When Zhang Zetian, the investor and socialite widely known as "Milk Tea Sister," published a filmed conversation with veteran actress Carina Lau this month, the episode instantly became a how-to manual for a new media phenomenon: video podcasts. Zhang’s channel on the audio app Xiaoyuzhou and the video cut posted to Xiaohongshu drew nearly 400,000 subscribers across platforms within days, a reminder that celebrity cachet can still jump-start attention in an increasingly crowded content market.

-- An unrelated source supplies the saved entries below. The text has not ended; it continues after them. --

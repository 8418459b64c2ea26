//! In-process transport that records sent envelopes.
//!
//! Received envelopes are injected with [`MemoryTransport::raise_on_receive`],
//! which calls the listener synchronously on the caller's thread.

use std::sync::atomic::{AtomicBool, AtomicUsize, Ordering};
use std::sync::{Arc, Mutex, PoisonError, RwLock};

use protocol::error::{ProtocolError, Result};
use protocol::{Envelope, EnvelopeKind, SessionCompression, SessionEncryption};

use super::{Transport, TransportListener};

/// A transport kept entirely in memory.
pub struct MemoryTransport {
    sent: Mutex<Vec<Envelope>>,
    listener: RwLock<Option<Arc<dyn TransportListener>>>,
    connected: AtomicBool,
    close_calls: AtomicUsize,
    fail_close: AtomicBool,
    compression: Mutex<SessionCompression>,
    encryption: Mutex<SessionEncryption>,
}

impl Default for MemoryTransport {
    fn default() -> Self {
        Self::new()
    }
}

impl MemoryTransport {
    /// Creates a connected transport with no compression and no encryption.
    pub fn new() -> Self {
        Self {
            sent: Mutex::new(Vec::new()),
            listener: RwLock::new(None),
            connected: AtomicBool::new(true),
            close_calls: AtomicUsize::new(0),
            fail_close: AtomicBool::new(false),
            compression: Mutex::new(SessionCompression::None),
            encryption: Mutex::new(SessionEncryption::None),
        }
    }

    /// Makes every subsequent `close` call fail after recording it.
    pub fn fail_on_close(&self, fail: bool) {
        self.fail_close.store(fail, Ordering::SeqCst);
    }

    /// Delivers an envelope to the listener as if read from the peer.
    ///
    /// Returns `false` when no listener is registered.
    pub fn raise_on_receive(&self, envelope: Envelope) -> bool {
        let listener = self
            .listener
            .read()
            .unwrap_or_else(PoisonError::into_inner)
            .clone();
        match listener {
            Some(listener) => {
                listener.on_receive(envelope);
                true
            }
            None => false,
        }
    }

    /// Returns a copy of every envelope sent so far.
    pub fn sent(&self) -> Vec<Envelope> {
        self.sent.lock().unwrap_or_else(PoisonError::into_inner).clone()
    }

    /// Returns the sent envelopes of one kind.
    pub fn sent_of_kind(&self, kind: EnvelopeKind) -> Vec<Envelope> {
        self.sent()
            .into_iter()
            .filter(|envelope| envelope.kind() == kind)
            .collect()
    }

    /// Drains the sent envelopes.
    pub fn take_sent(&self) -> Vec<Envelope> {
        std::mem::take(&mut *self.sent.lock().unwrap_or_else(PoisonError::into_inner))
    }

    pub fn sent_count(&self) -> usize {
        self.sent.lock().unwrap_or_else(PoisonError::into_inner).len()
    }

    /// Number of times `close` has been called.
    pub fn close_count(&self) -> usize {
        self.close_calls.load(Ordering::SeqCst)
    }
}

impl Transport for MemoryTransport {
    fn send(&self, envelope: Envelope) -> Result<()> {
        if !self.is_connected() {
            return Err(ProtocolError::ConnectionClosed(
                "memory transport is closed".to_string(),
            ));
        }
        self.sent
            .lock()
            .unwrap_or_else(PoisonError::into_inner)
            .push(envelope);
        Ok(())
    }

    fn set_listener(&self, listener: Arc<dyn TransportListener>) {
        *self.listener.write().unwrap_or_else(PoisonError::into_inner) = Some(listener);
    }

    fn close(&self) -> Result<()> {
        self.close_calls.fetch_add(1, Ordering::SeqCst);
        if self.fail_close.load(Ordering::SeqCst) {
            return Err(ProtocolError::Io("close failed".to_string()));
        }

        if self.connected.swap(false, Ordering::SeqCst) {
            let listener = self
                .listener
                .read()
                .unwrap_or_else(PoisonError::into_inner)
                .clone();
            if let Some(listener) = listener {
                listener.on_closed();
            }
        }
        Ok(())
    }

    fn is_connected(&self) -> bool {
        self.connected.load(Ordering::SeqCst)
    }

    fn compression(&self) -> SessionCompression {
        *self.compression.lock().unwrap_or_else(PoisonError::into_inner)
    }

    fn set_compression(&self, compression: SessionCompression) -> Result<()> {
        *self.compression.lock().unwrap_or_else(PoisonError::into_inner) = compression;
        Ok(())
    }

    fn encryption(&self) -> SessionEncryption {
        *self.encryption.lock().unwrap_or_else(PoisonError::into_inner)
    }

    fn set_encryption(&self, encryption: SessionEncryption) -> Result<()> {
        *self.encryption.lock().unwrap_or_else(PoisonError::into_inner) = encryption;
        Ok(())
    }
}
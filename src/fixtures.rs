use std::sync::atomic::{AtomicBool, AtomicUsize, Ordering};
use std::sync::Arc;

use anyhow::{bail, Result};
use futures::future::{BoxFuture, FutureExt};
use tokio::sync::broadcast;

use crate::clock::ManualClock;
use crate::config::Config;
use crate::database::Database;
use crate::error::AppError;
use crate::models::{ExecutorId, Task, TaskExecutorState, TaskId, TaskPayload, UnitName, UnitVersion, Units};
use crate::planner::{Checkpoint, CheckpointStore, PlannerCtl, PlannerHandle, PlannerParams, PlannerSettings, SledCheckpointStore};
use crate::streams::{FencedProducer, LeaderState, SledStream, SledWriterLease, StreamConsumer, StreamProducer, WriterLease};

/// Build an executor ID, panicking if it is invalid.
pub fn executor(id: &str) -> ExecutorId {
    ExecutorId::new(id).expect("invalid test executor ID")
}

/// Build a unit set from the given `(name, version)` pairs.
pub fn units(pairs: &[(&str, &str)]) -> Units {
    pairs.iter().map(|(name, version)| (UnitName::from(*name), UnitVersion::from(*version))).collect()
}

/// Build a corrective task with a predictable ID.
pub fn corrective_task(producer: &ExecutorId, executor_id: &ExecutorId, issued_at: u64, seq: u32, payload: TaskPayload) -> Task {
    Task {
        task_id: TaskId {
            producer: producer.clone(),
            issued_at,
            cursor: 0,
            seq,
        },
        executor_id: executor_id.clone(),
        producer_timestamp: issued_at,
        source_task_id: None,
        payload,
    }
}

/// Build a terminal report on the given task.
pub fn report(source: &Task, issued_at: u64, payload: TaskPayload) -> Task {
    Task {
        task_id: TaskId {
            producer: source.executor_id.clone(),
            issued_at,
            cursor: 0,
            seq: 0,
        },
        executor_id: source.executor_id.clone(),
        producer_timestamp: issued_at,
        source_task_id: Some(source.task_id.clone()),
        payload,
    }
}

/// Build an executor snapshot.
pub fn snapshot(executor_id: &ExecutorId, units: Units, last_task_id: Option<TaskId>, timestamp: u64) -> TaskExecutorState {
    TaskExecutorState {
        executor_id: executor_id.clone(),
        units,
        last_task_id,
        timestamp,
    }
}

/// A full set of planner collaborators backed by a temporary database.
pub struct TestGrid {
    pub config: Arc<Config>,
    pub db: Database,
    pub tasks: Arc<SledStream<Task>>,
    pub states: Arc<SledStream<TaskExecutorState>>,
    pub lease: Arc<SledWriterLease>,
    pub clock: Arc<ManualClock>,
    pub shutdown_tx: broadcast::Sender<()>,
    _tmpdir: tempfile::TempDir,
}

impl TestGrid {
    pub async fn new() -> Result<Self> {
        let (config, tmpdir) = Config::new_test()?;
        let db = Database::new(config.clone()).await?;
        let tasks = Arc::new(SledStream::new(db.get_tasks_tree().await?).await?);
        let states = Arc::new(SledStream::new(db.get_executor_states_tree().await?).await?);
        let lease = Arc::new(tasks.writer_lease());
        let (shutdown_tx, _) = broadcast::channel(1);
        Ok(Self {
            config,
            db,
            tasks,
            states,
            lease,
            clock: Arc::new(ManualClock::new(1_000)),
            shutdown_tx,
            _tmpdir: tmpdir,
        })
    }

    /// A checkpoint store for the given planner.
    pub async fn checkpoints(&self, planner_id: &ExecutorId) -> Result<Arc<SledCheckpointStore>> {
        Ok(Arc::new(SledCheckpointStore::new(self.db.get_planner_metadata_tree().await?, planner_id)))
    }

    /// Planner params wired to this grid.
    pub async fn params(&self, planner_id: &ExecutorId) -> Result<PlannerParams> {
        Ok(PlannerParams {
            planner_executor_id: planner_id.clone(),
            task_consumer: self.tasks.clone(),
            task_producer: self.tasks.clone(),
            state_consumer: self.states.clone(),
            time_provider: self.clock.clone(),
            writer_lease: self.lease.clone(),
            checkpoints: self.checkpoints(planner_id).await?,
            settings: PlannerSettings::from(self.config.as_ref()),
        })
    }

    /// Build a planner controller from the given params.
    pub async fn planner(&self, params: PlannerParams) -> Result<(PlannerCtl, PlannerHandle)> {
        PlannerCtl::new(params, self.shutdown_tx.clone()).await
    }

    /// Read every task in the task stream.
    pub async fn all_tasks(&self) -> Result<Vec<Task>> {
        let entries = self.tasks.read(0, usize::MAX).await?;
        Ok(entries.into_iter().map(|entry| entry.record).collect())
    }

    /// Read every corrective task in the task stream.
    pub async fn corrective_tasks(&self) -> Result<Vec<Task>> {
        Ok(self.all_tasks().await?.into_iter().filter(|task| !task.payload.is_terminal()).collect())
    }

    /// Append a single snapshot to the executor state stream.
    pub async fn report_state(&self, snapshot: TaskExecutorState) -> Result<()> {
        self.states.append(vec![snapshot]).await?;
        Ok(())
    }
}

/// An executor which applies the corrective tasks addressed to it, reporting its state.
pub struct SimulatedExecutor {
    pub id: ExecutorId,
    pub units: Units,
    pub last_task_id: Option<TaskId>,
    cursor: u64,
}

impl SimulatedExecutor {
    pub fn new(id: ExecutorId, units: Units) -> Self {
        Self {
            id,
            units,
            last_task_id: None,
            cursor: 0,
        }
    }

    /// Report the executor's current state.
    pub async fn report(&self, grid: &TestGrid, now: u64) -> Result<()> {
        grid.report_state(snapshot(&self.id, self.units.clone(), self.last_task_id.clone(), now)).await
    }

    /// Apply every new task addressed to this executor, reporting completion & state.
    ///
    /// Returns the number of tasks applied.
    pub async fn process(&mut self, grid: &TestGrid, now: u64) -> Result<usize> {
        self.handle_tasks(grid, now, None).await
    }

    /// Reject every new task addressed to this executor with the given reason.
    pub async fn reject(&mut self, grid: &TestGrid, now: u64, reason: &str) -> Result<usize> {
        self.handle_tasks(grid, now, Some(reason)).await
    }

    async fn handle_tasks(&mut self, grid: &TestGrid, now: u64, reject: Option<&str>) -> Result<usize> {
        let entries = grid.tasks.read(self.cursor, usize::MAX).await?;
        let mut reports = vec![];
        for entry in entries {
            self.cursor = entry.offset + 1;
            let task = entry.record;
            if task.executor_id != self.id || task.payload.is_terminal() {
                continue;
            }
            let payload = match reject {
                Some(reason) => TaskPayload::Failed { reason: reason.into() },
                None => {
                    self.apply(&task.payload);
                    self.last_task_id = Some(task.task_id.clone());
                    TaskPayload::Completed
                }
            };
            let mut report = report(&task, now, payload);
            report.task_id.cursor = entry.offset;
            reports.push(report);
        }

        let count = reports.len();
        if count == 0 {
            return Ok(0);
        }
        grid.tasks.append(reports).await?;
        if reject.is_none() {
            self.report(grid, now).await?;
        }
        Ok(count)
    }

    fn apply(&mut self, payload: &TaskPayload) {
        match payload {
            TaskPayload::Install { unit, version } => {
                self.units.insert(unit.clone(), version.clone());
            }
            TaskPayload::Update { unit, to, .. } => {
                self.units.insert(unit.clone(), to.clone());
            }
            TaskPayload::Uninstall { unit, .. } => {
                self.units.remove(unit);
            }
            TaskPayload::Completed | TaskPayload::Failed { .. } => (),
        }
    }
}

/// A task producer which fails a configured number of appends before delegating.
pub struct FlakyProducer {
    inner: Arc<SledStream<Task>>,
    failures: AtomicUsize,
    pub attempts: AtomicUsize,
}

impl FlakyProducer {
    pub fn new(inner: Arc<SledStream<Task>>, failures: usize) -> Self {
        Self {
            inner,
            failures: AtomicUsize::new(failures),
            attempts: AtomicUsize::new(0),
        }
    }
}

impl FencedProducer<Task> for FlakyProducer {
    fn append_fenced<'a>(&'a self, holder: &'a ExecutorId, now: u64, batch: Vec<Task>) -> BoxFuture<'a, Result<u64>> {
        async move {
            self.attempts.fetch_add(1, Ordering::SeqCst);
            let should_fail = self
                .failures
                .fetch_update(Ordering::SeqCst, Ordering::SeqCst, |val| val.checked_sub(1))
                .is_ok();
            if should_fail {
                bail!(AppError::StreamUnavailable("simulated append failure".into()));
            }
            self.inner.append_fenced(holder, now, batch).await
        }
        .boxed()
    }
}

/// A writer lease which reports leadership without recording it, or fails when told to.
pub struct StubLease {
    pub fail: AtomicBool,
}

impl StubLease {
    pub fn new() -> Self {
        Self { fail: AtomicBool::new(false) }
    }
}

impl WriterLease for StubLease {
    fn acquire_or_renew<'a>(&'a self, _identity: &'a ExecutorId, _now: u64, _duration: u64) -> BoxFuture<'a, Result<LeaderState>> {
        async move {
            if self.fail.load(Ordering::SeqCst) {
                bail!(AppError::StreamUnavailable("simulated lease failure".into()));
            }
            Ok(LeaderState::Leading)
        }
        .boxed()
    }
}

/// A checkpoint store which can be made to fail commits.
pub struct FlakyCheckpoints {
    inner: Arc<SledCheckpointStore>,
    pub fail_commits: AtomicBool,
}

impl FlakyCheckpoints {
    pub fn new(inner: Arc<SledCheckpointStore>) -> Self {
        Self {
            inner,
            fail_commits: AtomicBool::new(false),
        }
    }
}

impl CheckpointStore for FlakyCheckpoints {
    fn load(&self) -> BoxFuture<'_, Result<Option<Checkpoint>>> {
        self.inner.load()
    }

    fn commit(&self, checkpoint: Checkpoint) -> BoxFuture<'_, Result<()>> {
        async move {
            if self.fail_commits.load(Ordering::SeqCst) {
                bail!(AppError::StreamUnavailable("simulated checkpoint failure".into()));
            }
            self.inner.commit(checkpoint).await
        }
        .boxed()
    }
}
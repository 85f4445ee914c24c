use std::sync::Arc;

use anyhow::{Context, Result};
use futures::stream::StreamExt;
use metrics_exporter_prometheus::PrometheusHandle;
use tokio::signal::unix::{signal, SignalKind};
use tokio::sync::broadcast;
use tokio::task::JoinHandle;
use tokio_stream::wrappers::{BroadcastStream, SignalStream};
use tokio_stream::StreamMap;

use crate::clock::SystemClock;
use crate::config::Config;
use crate::database::Database;
use crate::models::{Task, TaskExecutorState};
use crate::planner::{PlannerCtl, PlannerHandle, PlannerParams, PlannerSettings, SledCheckpointStore};
use crate::server::spawn_http_server;
use crate::streams::SledStream;

/// The application object for when the planner is running as a server.
pub struct App {
    /// The application's runtime config.
    _config: Arc<Config>,
    /// The application's database system.
    _db: Database,
    /// A handle to the running planner.
    _planner: PlannerHandle,

    /// A channel used for triggering graceful shutdown.
    shutdown_tx: broadcast::Sender<()>,
    /// A channel used for triggering graceful shutdown.
    shutdown_rx: BroadcastStream<()>,

    /// The join handle of the planner controller.
    planner_handle: JoinHandle<Result<()>>,
    /// The join handle of the HTTP server.
    http_server: JoinHandle<Result<()>>,
}

impl App {
    /// Create a new instance.
    pub async fn new(config: Arc<Config>, metrics: PrometheusHandle) -> Result<Self> {
        let (shutdown_tx, _) = broadcast::channel(10);

        // Initialize this node's storage.
        let db = Database::new(config.clone()).await.context("error opening database")?;
        let tasks: Arc<SledStream<Task>> = Arc::new(
            SledStream::new(db.get_tasks_tree().await?)
                .await
                .context("error opening task stream")?,
        );
        let states: Arc<SledStream<TaskExecutorState>> = Arc::new(
            SledStream::new(db.get_executor_states_tree().await?)
                .await
                .context("error opening executor state stream")?,
        );
        let metadata = db.get_planner_metadata_tree().await?;

        // Spawn the planner.
        let params = PlannerParams {
            planner_executor_id: config.planner_executor_id.clone(),
            task_consumer: tasks.clone(),
            task_producer: tasks.clone(),
            state_consumer: states,
            time_provider: Arc::new(SystemClock::new()),
            writer_lease: Arc::new(tasks.writer_lease()),
            checkpoints: Arc::new(SledCheckpointStore::new(metadata, &config.planner_executor_id)),
            settings: PlannerSettings::from(config.as_ref()),
        };
        let (planner_ctl, planner) = PlannerCtl::new(params, shutdown_tx.clone())
            .await
            .context("error spawning planner controller")?;
        let planner_handle = planner_ctl.spawn();

        // Seed the desired state, if a document was given.
        if let Some(desired) = config.load_desired_state().await? {
            tracing::info!(executors = desired.len(), "seeding desired state");
            for (executor_id, units) in desired {
                planner.set_desired_state(executor_id, units).await?;
            }
        }

        let http_server = spawn_http_server(&config, metrics, planner.clone(), shutdown_tx.subscribe());

        Ok(Self {
            _config: config,
            _db: db,
            _planner: planner,
            shutdown_rx: BroadcastStream::new(shutdown_tx.subscribe()),
            shutdown_tx,
            planner_handle,
            http_server,
        })
    }

    pub fn spawn(self) -> JoinHandle<Result<()>> {
        tokio::spawn(self.run())
    }

    async fn run(mut self) -> Result<()> {
        let mut signals = StreamMap::new();
        signals.insert("sigterm", SignalStream::new(signal(SignalKind::terminate()).context("error building signal stream")?));
        signals.insert("sigint", SignalStream::new(signal(SignalKind::interrupt()).context("error building signal stream")?));

        loop {
            tokio::select! {
                Some((_, sig)) = signals.next() => {
                    tracing::debug!(signal = ?sig, "signal received, beginning graceful shutdown");
                    let _ = self.shutdown_tx.send(());
                    break;
                }
                _ = self.shutdown_rx.next() => break,
            }
        }

        // Begin shutdown routine.
        tracing::debug!("planner is shutting down");
        if let Err(err) = self.planner_handle.await.context("error joining planner controller handle").and_then(|res| res) {
            tracing::error!(error = ?err, "error shutting down planner controller");
        }
        if let Err(err) = self.http_server.await.context("error joining http server handle").and_then(|res| res) {
            tracing::error!(error = ?err, "error shutting down http server");
        }

        tracing::debug!("planner shutdown complete");
        Ok(())
    }
}
use anyhow::{Context, Result};

use crate::config::Config;
use crate::database::Database;
use crate::models::{ExecutorId, TaskExecutorState, UnitName, UnitVersion};
use crate::utils;

const ERR_MSG_ITER: &str = "error iterating scanned data";
const NUM_ENTRIES: u64 = 1_001;
const PREFIX_A: &[u8; 1] = b"a";
/// We use this in tests as it is middle in lexicographical sort order.
const PREFIX_B: &[u8; 1] = b"b";
const PREFIX_C: &[u8; 1] = b"c";

#[tokio::test]
async fn test_exhaustive_scan_prefix_and_range_behavior() -> Result<()> {
    let (config, _tmpdir) = Config::new_test()?;
    let db = Database::new(config.clone()).await?;
    let tree = db.get_tasks_tree().await?;

    // Load data distributed across three key prefixes which are used to assert correctness of
    // range scans and prefix scans, which depend upon the correctness of key encoding.
    load_data(&tree)?;

    // Assert that prefix scan finds the correct amount of data.
    let mut count = 0;
    for kv_res in tree.scan_prefix(PREFIX_B) {
        let (key, val) = kv_res.context(ERR_MSG_ITER)?;
        assert_eq!(key[0], PREFIX_B[0], "bad key prefix: got {}; expected: {};", key[0], PREFIX_B[0]);
        count += 1;
        let _key = utils::decode_u64(&key[1..])?;
        let _val = utils::decode_u64(&val)?;
    }
    assert_eq!(count, NUM_ENTRIES, "expected scan_prefix to find {} entries, got {}", NUM_ENTRIES, count);

    // Assert that range scans preserve sort order based on our key prefix strategy.
    let (start, stop, mut count, mut current_offset) = (PREFIX_B, PREFIX_C, 0, 0u64);
    for kv_res in tree.range::<_, std::ops::Range<&[u8]>>(start..stop) {
        let (key, val) = kv_res.context(ERR_MSG_ITER)?;
        assert_eq!(key[0], PREFIX_B[0], "bad key prefix: got {}; expected: {};", key[0], PREFIX_B[0]);
        count += 1;
        let key = utils::decode_u64(&key[1..])?;
        let val = utils::decode_u64(&val)?;
        assert_eq!(key, current_offset, "db.range with prefix iterated out of order, expected key {} got {}", current_offset, key);
        assert_eq!(val, current_offset, "db.range with prefix iterated out of order, expected val {} got {}", current_offset, val);
        current_offset += 1;
    }
    assert_eq!(count, NUM_ENTRIES, "expected range to find {} entries, got {}", NUM_ENTRIES, count);

    Ok(())
}

#[test]
fn decode_u64_rejects_invalid_len() {
    let res = utils::decode_u64(&[0u8; 7]);
    assert!(res.is_err(), "expected decode_u64 to reject a 7 byte buffer");
}

#[test]
fn model_encoding_is_stable_for_identical_inputs() -> Result<()> {
    let mut snapshot = TaskExecutorState {
        executor_id: ExecutorId::new("grid://hosts/e1")?,
        units: Default::default(),
        last_task_id: None,
        timestamp: 42,
    };
    snapshot.units.insert(UnitName::from("unitB"), UnitVersion::from("v1"));
    snapshot.units.insert(UnitName::from("unitA"), UnitVersion::from("v2"));

    let first = utils::encode_model(&snapshot)?;
    let second = utils::encode_model(&snapshot.clone())?;
    let decoded: TaskExecutorState = utils::decode_model(&first)?;

    assert_eq!(first, second, "expected identical models to encode to identical bytes");
    assert_eq!(decoded, snapshot, "expected decoded model to match the original");
    Ok(())
}

fn load_data(db: &sled::Tree) -> Result<()> {
    for prefix in [PREFIX_A, PREFIX_B, PREFIX_C] {
        let mut batch = sled::Batch::default();
        for offset in 0..NUM_ENTRIES {
            let key = utils::encode_byte_prefix(prefix, offset);
            batch.insert(&key, &utils::encode_u64(offset));
        }
        db.apply_batch(batch).context("error inserting data")?;
    }
    db.flush().context("error flusing data")?;
    Ok(())
}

Her arrival is the latest in a string of high‑profile moves: entrepreneurs and hosts such as Luo Yonghao, Chen Luyu and talent manager Yang Tianzhen have all launched filmed discussion shows in the past year. Video podcasts are being championed by platforms including Bilibili and Xiaohongshu, which have rolled out creator funds, AI editing tools and monetization incentives. Those efforts have fuelled rapid consumption: Bilibili reported 259 billion minutes of video‑podcast viewing in Q1 2025, a more than 270% year‑on‑year rise and a user base topping 40 million.
For platforms the arithmetic is simple. Longform filmed conversations keep users on site for hours, and the demographic tilt—urban, higher‑earning listeners concentrated in first‑ and new‑first‑tier cities—matches advertisers’ sweet spot. An Ipsos industry report last year found that 45% of Chinese podcast listeners live in those urban tiers and 65% earn more than 8,000 yuan a month, a cohort more likely to buy cars, tech and luxury goods and to accept brand integrations within editorial content.
But the boom conceals sharp frictions. Video production multiplies costs: multi‑camera shoots, lighting, styling and editing demand teams and cash. Brands that signed annual contracts with production houses have in some cases paid termination fees after a single episode because costs proved hard to justify versus returns. Industry executives caution that virality is not a function of format alone; Luo Yonghao’s success, for example, is as much about his polarising persona as it is about video. Many independent audio creators lack the on‑camera presence, production chops or capital to scale successfully.
The format’s creative promise is nevertheless real. Video adds visual credibility and helps humanise guests—viewers say filmed conversations can change perceptions of entrepreneurs and companies—and it creates new native advertising formats that audio alone cannot deliver. Yet early data also show most consumption remains auditory: a majority of episodes are listened to rather than watched end‑to‑end, meaning creators must still optimise for voice and pacing even when investing in video.
The medium’s future will depend on a handful of structural outcomes. Platforms must balance subsidies with sustainable ad and sponsorship markets; brands need clearer metrics for long‑term value; and creators must decide whether to specialise in audio, invest in video, or attempt both. Absent those adjustments, the current rush risks producing a crowded middle where only a handful of host‑driven IPs and well‑funded institutional producers capture outsized attention and revenue.
For international observers, the episode is notable for what it reveals about Chinese digital media dynamics: a maturing market where attention is monetised via longer formats and where platforms increasingly compete for affluent, influential users. The experiment will test whether longform conversation can be the next big conduit for persuasion, commerce and cultural influence in China’s fast‑evolving content economy.